Most industry CDMO’s are equally busy using their manufacturing capacity towards COVID-19 based programs of one variety or another, Manzello said, and that COVID effort now includes LakePharma.
"Our employees are very excited about working towards a COVID vaccine — our partners and potentially our own — as those efforts represent a chance to dramatically affect global society," he said.
Hua Tu, LakePharma's president and CEO, said in a statement the company brings to the partnership experience in developing SARS-CoV-2 proteins, as the coronavirus is formally known, and its manufacturing facility in Hopkinton can quickly scale up a fast production of the vaccine.
The potential vaccine differs from those from Moderna of Pfizer, which began public use in December, not only in the temperatures it can remain viable in but also in how it fends off the virus. Akston's vaccine uses what's called a fusion protein, which includes multiple genes joined together, using small pieces of the virus itself to train the body to fight it. Moderna and Pfizer's vaccines use messenger RNA, or mRNA, which uses a protein to trigger an immune response in the body, to prepare it to fight off the vaccine.

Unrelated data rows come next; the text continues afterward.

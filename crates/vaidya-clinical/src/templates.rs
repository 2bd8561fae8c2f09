//! Instruction templates for the four clinical operations.
//!
//! Each template states the assistant's role, substitutes the input fields,
//! and names the fields the answer must contain. Placeholders are `{{field}}`
//! with the input field's wire name.

use vaidya_contracts::operation::OperationKind;
use vaidya_core::PromptTemplate;

pub const TRANSLATE_TERM: &str = "\
You are an expert in translating AYUSH (traditional medicine) terminology into standardized medical codes such as ICD-11.

Given the AYUSH term and its context (if available), provide the most appropriate standardized medical codes and explain your reasoning for selecting those codes.

AYUSH Term: {{ayushTerm}}
Context: {{context}}

Output the standardized medical codes and the reasoning behind their selection.
Ensure that the standardizedCodes field is an array of strings, and the reasoning field is a string.";

pub const SUGGEST_TREATMENT: &str = "\
You are an AI assistant specialized in providing personalized treatment suggestions based on both AYUSH and allopathic medical records.
Consider potential interactions and contraindications between the two systems of medicine.

Allopathic Record: {{allopathicRecord}}
AYUSH Record: {{ayushRecord}}

Provide treatment suggestions in the treatmentSuggestions field.";

pub const PREDICT_PROGRESSION: &str = "\
You are an expert medical researcher specializing in disease progression and risk prediction.

Based on the integrated patient data from both allopathic and AYUSH records, predict the disease progression and potential health risks. Provide a detailed explanation of your reasoning.

Allopathic Data: {{allopathicData}}
AYUSH Data: {{ayushData}}

Answer with the diseaseProgressionPrediction and potentialHealthRisks fields.";

pub const IDENTIFY_INTERACTIONS: &str = "\
You are an expert in pharmacology, specializing in identifying interactions between AYUSH and allopathic medications.

Given the following information about a patient and their medications, identify any potential interactions between the AYUSH and allopathic medications.

AYUSH Medications: {{ayushMedications}}
Allopathic Medications: {{allopathicMedications}}
Patient Details: {{patientDetails}}

Provide a list of potential interactions in the interactions field and a summary of the potential risks and recommendations in the summary field.";

/// The template for `kind`.
pub fn template_for(kind: OperationKind) -> PromptTemplate {
    let text = match kind {
        OperationKind::TranslateTerm => TRANSLATE_TERM,
        OperationKind::SuggestTreatment => SUGGEST_TREATMENT,
        OperationKind::PredictProgression => PREDICT_PROGRESSION,
        OperationKind::IdentifyInteractions => IDENTIFY_INTERACTIONS,
    };
    PromptTemplate::new(kind.as_str(), text)
}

[Related: UMass Medical School students to aid Worcester vaccination effort]
Akston has used its fusion protein platform for other drugs, including autoimmune disease therapies, vaccines and insulin drugs, including one insulin products that needs to be taken only once a week, unlike the more common daily or twice-daily products, and which anchors insulin to an antibody in a similar way that Akston has developed its coronavirus vaccine.
Akston already had a relationship with LakePharma's West Coast-based research-and-development operations and decided to call on the company for its Hopkinton facility, said Todd Zion, Akston's president and CEO. Akston's own facility is able to handle earlier-stage drug preparation but not the later-stage and commercial-use products later on.
Akston's facility in the Netherlands is planning to start a trial in a few weeks, Zion said, with a parallel process in the United States about a month behind. The company doesn't yet have a timetable for when the vaccine could reach the market, but Akston sees a major potential despite so many vaccines already being distributed worldwide. That's due to the vaccine's ability to be stored at room temperature and the potential need for booster vaccines periodically.
Akston and LakePharma should be able to make billions of doses a year of the vaccine, Zion said.